I’m in the middle of a few different projects right now, and, as inevitably happens when attempting to focus on more than one thing, I’m just a tiny bit distracted. Currently, I am:
- Trying to get Phase 3 of the MVC in JavaScript Tutorial written
- Updating the jQuery Columnizer plugin to include the latest requests
- Building Listotron
- Building WelcomeToYourMac
- Updating the layout/plugins of this site
Add into that my the normal responsibilities of work, church, and family (and multiply the family line-item by 2 to properly account for my two year old daughter), and you’ve just about summed up my current ambitions.
Recently I’ve made a fair amount of progress on #5, but at the expense of just about everything else. And while updating this site can be fun, I’d hardly call it productive in the true sense of the word. And so all of this brings me to this post – focus. Not wanting to throw anything off the boat, I’ve instead decided to rotate my attention to a specific task each month.

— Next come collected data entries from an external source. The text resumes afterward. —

//! Non-fatal problems found while reading JSONL input.

use std::fmt;

/// A non-fatal problem encountered during resilient reading.
///
/// The affected line is skipped and reading continues.
#[derive(Debug, Clone, PartialEq, Eq)]
pub enum Warning {
    /// A non-blank line did not decode into the expected record type.
    MalformedJson {
        /// The 1-based line number.
        line_number: usize,
        /// The decode error message.
        error: String,
    },
}

impl Warning {
    /// Returns the line number associated with this warning.
    #[must_use]
    pub fn line_number(&self) -> usize {
        match self {
            Self::MalformedJson { line_number, .. } => *line_number,
        }
    }

    /// Returns a static string identifying the warning kind.
    #[must_use]
    pub fn kind(&self) -> &'static str {
        match self {
            Self::MalformedJson { .. } => "malformed_json",
        }
    }
}

impl fmt::Display for Warning {
    fn fmt(&self, f: &mut fmt::Formatter<'_>) -> fmt::Result {
        match self {
            Self::MalformedJson { line_number, error } => {
                write!(f, "line {line_number}: malformed JSON: {error}")
            }
        }
    }
}

impl std::error::Error for Warning {}
//! Source-to-source component edges derived from a node index.
//!
//! A source `S` depends on component `C` when walking up from one of `S`'s
//! parents reaches `C` before any other source. The edges render as a
//! Graphviz digraph.

use std::collections::{BTreeMap, BTreeSet, HashMap, HashSet};
use std::fmt::Write as _;

use petgraph::graph::{DiGraph, NodeIndex as GraphIndex};
use petgraph::visit::{Control, DfsEvent, Reversed, depth_first_search};

use crate::domain::{Identity, Kind};
use crate::error::{Error, Result};
use crate::index::{NodeIndex, NodeRecord};

/// Component edges: source name to the source names it depends on.
pub type ComponentEdges = BTreeMap<String, BTreeSet<String>>;

/// Collect the component edges of every source in `index`.
///
/// Self edges and edges into `pinned` identities are dropped.
///
/// # Errors
///
/// Returns [`crate::Error::UnknownIdentity`] if a record names a parent
/// missing from the index.
pub fn component_edges(index: &NodeIndex, pinned: &[Identity]) -> Result<ComponentEdges> {
    let graph = ParentGraph::new(index)?;
    let pinned: HashSet<&Identity> = pinned.iter().collect();
    let mut edges = ComponentEdges::new();

    for source in index.sorted_of_kind(Kind::Source) {
        let mut targets = BTreeSet::new();
        for parent in &source.parents {
            for component in graph.nearest_sources(parent) {
                if component != &source.identity && !pinned.contains(component) {
                    targets.insert(component.name().to_string());
                }
            }
        }
        if !targets.is_empty() {
            edges.insert(source.name.clone(), targets);
        }
    }

    tracing::debug!(sources = edges.len(), "collected component edges");
    Ok(edges)
}

/// The index as a graph with one edge from each parent to its child.
struct ParentGraph<'a> {
    graph: DiGraph<&'a NodeRecord, ()>,
    node_map: HashMap<&'a Identity, GraphIndex>,
}

impl<'a> ParentGraph<'a> {
    fn new(index: &'a NodeIndex) -> Result<Self> {
        let mut graph = DiGraph::with_capacity(index.len(), index.len());
        let mut node_map = HashMap::with_capacity(index.len());
        let nodes: Vec<(GraphIndex, &NodeRecord)> = index
            .records()
            .map(|record| {
                let node = graph.add_node(record);
                node_map.insert(&record.identity, node);
                (node, record)
            })
            .collect();

        for (child, record) in nodes {
            for parent in &record.parents {
                let parent = node_map
                    .get(parent)
                    .copied()
                    .ok_or_else(|| Error::UnknownIdentity(parent.clone()))?;
                graph.update_edge(parent, child, ());
            }
        }
        Ok(Self { graph, node_map })
    }

    /// Sources reached first on every upward path from `start`.
    fn nearest_sources(&self, start: &Identity) -> Vec<&'a Identity> {
        let Some(&start) = self.node_map.get(start) else {
            return Vec::new();
        };
        let mut found = Vec::new();
        depth_first_search(Reversed(&self.graph), Some(start), |event| {
            if let DfsEvent::Discover(node, _) = event {
                let record: &'a NodeRecord = self.graph[node];
                if record.kind == Kind::Source {
                    found.push(&record.identity);
                    return Control::<()>::Prune;
                }
            }
            Control::Continue
        });
        found
    }
}

/// Quote a node name for Graphviz.
fn quote(name: &str) -> String {
    format!("\"{}\"", name.replace('"', "\\\""))
}

/// Render edges as a Graphviz digraph.
#[must_use]
pub fn render_dot(edges: &ComponentEdges) -> String {
    let mut out = String::from("digraph G {\n");
    for (source, targets) in edges {
        for target in targets {
            let _ = writeln!(out, "{} -> {};", quote(source), quote(target));
        }
    }
    out.push_str("}\n");
    out
}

Since Google Analytics tells me you’re much more interested in the MVC and Columnizer more than any of the other items, in the coming month I’m going to focus in earnest on the the MVC tutorial (with Columnizer next in queue), but before I switch gears I’ve made some moderately exciting progress on the Listotron front that I want to share. It’s completely altered my development plan – more specifically my testing plan – for Listotron.
I’ve been in desperate need of adding unit tests to Listotron, and last night I began playing around with jqUnit. I realized soon after setting up some basic tests that since I’m building the entire application in JavaScript – as I’ve planned to do with Listotron – jqUnit will not only let me write tests for individual modules of the application, but also for any and every user action with the application.
What’s exciting – I think we can all agree that unit tests are wildly exciting – is that the MVC in Javascript provides a clean separation of model and view, and each can be tested easily and independently. More importantly, the entire UI – indeed the entire application – can easily be tested in the same framework. The fact that Listotron will load exactly 1 page – and from then on be run entirely in JavaScript – means that I can test any and every user workflow with a corresponding functional test.
Absolutely any error that the user runs into, I’ll be able to write a duplicate functional test for exactly that workflow. For any “standard” web app that works over multiple page loads, testing a user path would be tedious and near impossible. Tools like Selenium and SilkTest get of most of the way there, but with a properly engineered AJAX application, we can test just as much with fewer dependancies on other tools.
And I’m a big fan of using fewer tools to accomplish the same ends. Less stuff to do during development decreases cycles spent on process and increases cycles spent on actual development.
I already have a prototype of the Listotron UI running alongside some basic unit tests, but it still needs a bit of code cleanup before I won’t be embarrassed to have others look at it. Expect a full code release and walkthrough in the coming weeks.